Nykaa: Ambitious FY30 Growth Targets
Following its recent investor day, Nomura has issued a "buy" rating on Nykaa with a target price of Rs 317. The company has laid out an aggressive roadmap to capture the shifting landscape of Indian consumerism.
Nykaa has guided for a 2.5x to 3x revenue growth by FY30, alongside an expansion of EBITDA margins into the early-to-mid-teens. As consumer preferences pivot toward discovery-led new-age brands, Nykaa is positioned to benefit through its content ecosystem and owned brands, allowing it to capture a larger share of premium lifestyle spending.
Varun Beverages: Strategic Partnership with Asahi Group
CLSA has assigned a "high conviction outperform" rating to Varun Beverages (VBL) with a target price of Rs 654. The optimism stems from a strategic partnership with Japan’s Asahi Group Holdings to launch the CALPIS brand in India.
CALPIS, a fermented milk-based beverage, will add a premium "ready-to-drink" (RTD) dairy segment to VBL’s portfolio. While Asahi will handle product development, VBL will leverage its massive manufacturing base and existing cold-chain distribution network to lead marketing and brand management in India.

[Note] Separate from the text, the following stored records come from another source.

// SPDX-License-Identifier: MIT

use thiserror::Error;

#[derive(Debug, Error)]
pub enum StorageError {
    #[error("database error: {0}")]
    Db(#[from] sqlx::Error),
    #[error("serialization error: {0}")]
    Serde(#[from] serde_json::Error),
    #[error("not found: {0}")]
    NotFound(String),
}

impl From<StorageError> for procrun_core::ErrorKind {
    fn from(err: StorageError) -> Self {
        match err {
            StorageError::NotFound(what) => procrun_core::ErrorKind::NotFound(what),
            other => procrun_core::ErrorKind::Persistence(other.to_string()),
        }
    }
}
// SPDX-License-Identifier: MIT

// Allow panic!/unwrap/expect in test code
#![cfg_attr(test, allow(clippy::panic))]
#![cfg_attr(test, allow(clippy::unwrap_used))]
#![cfg_attr(test, allow(clippy::expect_used))]

//! Process-run execution: the DAG driver that walks a
//! [`procrun_core::ProcessDefinition`]'s `waitFor` edges and dispatches
//! each task to the executor registered for its class.

mod driver;
mod error;

pub use driver::RunDriver;
pub use error::DriverError;
// SPDX-License-Identifier: MIT

//! Fake executor for engine-level tests (not a live process/SSH target).

use crate::executor::{ExecuteError, Executor};
use async_trait::async_trait;
use parking_lot::Mutex;
use procrun_core::Task;
use std::sync::Arc;
use tokio_util::sync::CancellationToken;

#[derive(Clone, Default)]
pub struct FakeExecutor {
    calls: Arc<Mutex<Vec<String>>>,
    fail_tasks: Arc<Mutex<Vec<String>>>,
}

impl FakeExecutor {
    pub fn new() -> Self {
        Self::default()
    }

    pub fn fail_task(&self, name: impl Into<String>) {
        self.fail_tasks.lock().push(name.into());
    }

    pub fn calls(&self) -> Vec<String> {
        self.calls.lock().clone()
    }
}

#[async_trait]
impl Executor for FakeExecutor {
    async fn execute(&self, task: &Task, cancel: CancellationToken) -> Result<(), ExecuteError> {
        if cancel.is_cancelled() {
            return Err(ExecuteError::Cancelled);
        }
        self.calls.lock().push(task.name.clone());
        if self.fail_tasks.lock().contains(&task.name) {
            Err(ExecuteError::NonZeroExit(1))
        } else {
            Ok(())
        }
    }
}
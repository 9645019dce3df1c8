// SPDX-License-Identifier: MIT

use std::path::PathBuf;
use std::time::Duration;
use thiserror::Error;

#[derive(Debug, Error)]
pub enum ConfigError {
    #[error("missing required environment variable: {0}")]
    Missing(&'static str),
    #[error("invalid value for {name}: {value}")]
    Invalid { name: &'static str, value: String },
}

/// Consumer configuration, read from the environment once at startup
/// (SPEC_FULL.md §4.9, §6).
#[derive(Debug, Clone)]
pub struct Config {
    pub listen_addr: std::net::SocketAddr,
    pub app_env: String,
    pub db_connection_url: String,
    pub db_min_conns: u32,
    pub db_max_conns: u32,
    pub db_max_conn_lifetime: Duration,
    pub db_max_conn_idle_time: Duration,
    pub db_health_check_period: Duration,
    pub rabbitmq_conn_url: String,
    pub rabbitmq_queue: String,
    pub rabbitmq_ca_file: Option<PathBuf>,
    pub rabbitmq_cert_file: Option<PathBuf>,
    pub rabbitmq_key_file: Option<PathBuf>,
    pub webapi_tls_cert_file: Option<PathBuf>,
    pub webapi_tls_key_file: Option<PathBuf>,
}

fn env_u32(name: &'static str, default: u32) -> Result<u32, ConfigError> {
    match std::env::var(name) {
        Ok(v) => v.parse().map_err(|_| ConfigError::Invalid {
            name,
            value: v,
        }),
        Err(_) => Ok(default),
    }
}

fn env_secs(name: &'static str, default_secs: u64) -> Result<Duration, ConfigError> {
    match std::env::var(name) {
        Ok(v) => v
            .parse::<u64>()
            .map(Duration::from_secs)
            .map_err(|_| ConfigError::Invalid { name, value: v }),
        Err(_) => Ok(Duration::from_secs(default_secs)),
    }
}

impl Config {
    pub fn from_env() -> Result<Self, ConfigError> {
        let api_port: u16 = env_u32("API_PORT", 8081)? as u16;
        let listen_addr = format!("0.0.0.0:{api_port}").parse().map_err(|_| {
            ConfigError::Invalid {
                name: "API_PORT",
                value: api_port.to_string(),
            }
        })?;
        let app_env = std::env::var("APP_ENV").unwrap_or_else(|_| "local".to_string());

        let db_connection_url = std::env::var("DB_CONNECTION_URL")
            .map_err(|_| ConfigError::Missing("DB_CONNECTION_URL"))?;
        let db_min_conns = env_u32("DB_MIN_CONNS", 1)?;
        let db_max_conns = env_u32("DB_MAX_CONNS", 10)?;
        let db_max_conn_lifetime = env_secs("DB_MAX_CONN_LIFETIME", 1800)?;
        let db_max_conn_idle_time = env_secs("DB_MAX_CONN_IDLE_TIME", 600)?;
        let db_health_check_period = env_secs("DB_HEALTH_CHECK_PERIOD", 30)?;

        let rabbitmq_conn_url = std::env::var("RABBITMQ_CONN_URL")
            .map_err(|_| ConfigError::Missing("RABBITMQ_CONN_URL"))?;
        let rabbitmq_queue = std::env::var("RABBITMQ_QUEUE")
            .unwrap_or_else(|_| "process-runs".to_string());
        let rabbitmq_ca_file = std::env::var("RABBITMQ_CA_FILE").ok().map(PathBuf::from);
        let rabbitmq_cert_file = std::env::var("RABBITMQ_CERT_FILE").ok().map(PathBuf::from);
        let rabbitmq_key_file = std::env::var("RABBITMQ_KEY_FILE").ok().map(PathBuf::from);

        let webapi_tls_cert_file = std::env::var("WEBAPI_TLS_CERT_FILE").ok().map(PathBuf::from);
        let webapi_tls_key_file = std::env::var("WEBAPI_TLS_KEY_FILE").ok().map(PathBuf::from);
        if app_env != "local" && (webapi_tls_cert_file.is_none() || webapi_tls_key_file.is_none()) {
            return Err(ConfigError::Missing("WEBAPI_TLS_CERT_FILE/WEBAPI_TLS_KEY_FILE"));
        }

        Ok(Self {
            listen_addr,
            app_env,
            db_connection_url,
            db_min_conns,
            db_max_conns,
            db_max_conn_lifetime,
            db_max_conn_idle_time,
            db_health_check_period,
            rabbitmq_conn_url,
            rabbitmq_queue,
            rabbitmq_ca_file,
            rabbitmq_cert_file,
            rabbitmq_key_file,
            webapi_tls_cert_file,
            webapi_tls_key_file,
        })
    }
}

Jubilant Foodworks: Navigating Delivery and Dine-In Trends
Citigroup has issued a "buy" rating for Jubilant Foodworks, targeting Rs 650. While the company faced some deceleration in the Jan-March quarter, analysts attribute this to a high base effect and lower free-delivery thresholds rather than a fundamental drop in demand.
The company is focused on several recovery levers:
- Domino’s Growth: Like-for-like (LFL) growth is expected to stay within the 5–7% medium-term range.
- Store Refurbishment: Management is working on 400–500 "Dine-In/Take-Away" (DITA) heavy stores to improve the customer experience.
- Margin Expansion: Despite cost inflation, management expects a 200bps standalone margin expansion between FY24 and FY28 through calibrated pricing and product mix.
Key Takeaways
- Bajaj Finance remains a strong contender for long-term growth with a projected 26% earnings CAGR through FY28.
- Nykaa is targeting massive scale, aiming to triple its revenue by FY30 by tapping into premium lifestyle trends.
- Varun Beverages is diversifying its portfolio through a strategic alliance with Japan’s Asahi to introduce premium fermented dairy drinks.